The problem
One number is the whole answer: the tally of lines in the records that include the word "reqwest".

Supplied data
- Opening Delimiter -
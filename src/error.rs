use thiserror::Error;

/// Everything that can stop a submission from rendering a result table.
#[derive(Debug, Clone, PartialEq, Eq, Error)]
pub enum SearchError {
    #[error("Please enter a search term")]
    EmptyQuery,

    #[error("Server error: {status}")]
    Server { status: u16 },

    #[error("{0}")]
    Network(String),

    #[error("{0}")]
    Parse(String),

    #[error("invalid search endpoint: {0}")]
    InvalidEndpoint(String),
}

impl From<reqwest::Error> for SearchError {
    fn from(err: reqwest::Error) -> Self {
        if err.is_decode() {
            SearchError::Parse(err.to_string())
        } else {
            SearchError::Network(err.to_string())
        }
    }
}

impl From<serde_json::Error> for SearchError {
    fn from(err: serde_json::Error) -> Self {
        SearchError::Parse(err.to_string())
    }
}

#[test]
fn test_server_error_message_carries_status() {
    let err = SearchError::Server { status: 500 };
    assert_eq!(err.to_string(), "Server error: 500");
}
- Closing Delimiter -
The answer
2